+++ WORKING DATA +++
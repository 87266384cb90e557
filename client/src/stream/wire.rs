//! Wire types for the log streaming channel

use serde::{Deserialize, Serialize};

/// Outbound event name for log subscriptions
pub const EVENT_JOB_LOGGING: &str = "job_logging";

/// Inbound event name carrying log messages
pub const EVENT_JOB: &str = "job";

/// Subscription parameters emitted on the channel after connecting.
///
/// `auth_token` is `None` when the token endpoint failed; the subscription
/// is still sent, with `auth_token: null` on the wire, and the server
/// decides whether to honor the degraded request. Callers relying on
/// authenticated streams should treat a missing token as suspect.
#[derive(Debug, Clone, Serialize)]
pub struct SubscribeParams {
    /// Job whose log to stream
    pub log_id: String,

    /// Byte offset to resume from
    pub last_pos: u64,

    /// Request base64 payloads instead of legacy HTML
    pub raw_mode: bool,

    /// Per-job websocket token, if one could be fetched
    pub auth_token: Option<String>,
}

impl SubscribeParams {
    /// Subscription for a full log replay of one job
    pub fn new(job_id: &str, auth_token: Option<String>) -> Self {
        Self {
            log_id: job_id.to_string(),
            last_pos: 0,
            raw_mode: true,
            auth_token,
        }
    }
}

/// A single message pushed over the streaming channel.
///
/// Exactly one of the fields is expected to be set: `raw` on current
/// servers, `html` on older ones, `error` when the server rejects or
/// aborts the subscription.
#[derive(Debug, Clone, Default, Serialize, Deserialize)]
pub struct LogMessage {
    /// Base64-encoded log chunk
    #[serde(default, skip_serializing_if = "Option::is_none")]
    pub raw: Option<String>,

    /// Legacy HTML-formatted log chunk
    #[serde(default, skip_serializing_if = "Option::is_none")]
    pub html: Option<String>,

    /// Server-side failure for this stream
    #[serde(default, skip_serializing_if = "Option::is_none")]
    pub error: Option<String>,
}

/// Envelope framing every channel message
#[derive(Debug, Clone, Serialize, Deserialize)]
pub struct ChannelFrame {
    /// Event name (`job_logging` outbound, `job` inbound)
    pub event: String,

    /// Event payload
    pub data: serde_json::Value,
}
+++
_WHAT YOU HAVE TO DO_
A complete, exact repeat of the records is the required answer.

_FINISHED TASK_
repository 87266384cb90e557
filename client/src/stream/wire.rs
//! Wire types for the log streaming channel

use serde::{Deserialize, Serialize};

/// Outbound event name for log subscriptions
pub const EVENT_JOB_LOGGING: &str = "job_logging";

/// Inbound event name carrying log messages
pub const EVENT_JOB: &str = "job";

/// Subscription parameters emitted on the channel after connecting.
///
/// `auth_token` is `None` when the token endpoint failed; the subscription
/// is still sent, with `auth_token: null` on the wire, and the server
/// decides whether to honor the degraded request. Callers relying on
/// authenticated streams should treat a missing token as suspect.
#[derive(Debug, Clone, Serialize)]
pub struct SubscribeParams {
    /// Job whose log to stream
    pub log_id: String,

    /// Byte offset to resume from
    pub last_pos: u64,

    /// Request base64 payloads instead of legacy HTML
    pub raw_mode: bool,

    /// Per-job websocket token, if one could be fetched
    pub auth_token: Option<String>,
}

impl SubscribeParams {
    /// Subscription for a full log replay of one job
    pub fn new(job_id: &str, auth_token: Option<String>) -> Self {
        Self {
            log_id: job_id.to_string(),
            last_pos: 0,
            raw_mode: true,
            auth_token,
        }
    }
}

/// A single message pushed over the streaming channel.
///
/// Exactly one of the fields is expected to be set: `raw` on current
/// servers, `html` on older ones, `error` when the server rejects or
/// aborts the subscription.
#[derive(Debug, Clone, Default, Serialize, Deserialize)]
pub struct LogMessage {
    /// Base64-encoded log chunk
    #[serde(default, skip_serializing_if = "Option::is_none")]
    pub raw: Option<String>,

    /// Legacy HTML-formatted log chunk
    #[serde(default, skip_serializing_if = "Option::is_none")]
    pub html: Option<String>,

    /// Server-side failure for this stream
    #[serde(default, skip_serializing_if = "Option::is_none")]
    pub error: Option<String>,
}

/// Envelope framing every channel message
#[derive(Debug, Clone, Serialize, Deserialize)]
pub struct ChannelFrame {
    /// Event name (`job_logging` outbound, `job` inbound)
    pub event: String,

    /// Event payload
    pub data: serde_json::Value,
}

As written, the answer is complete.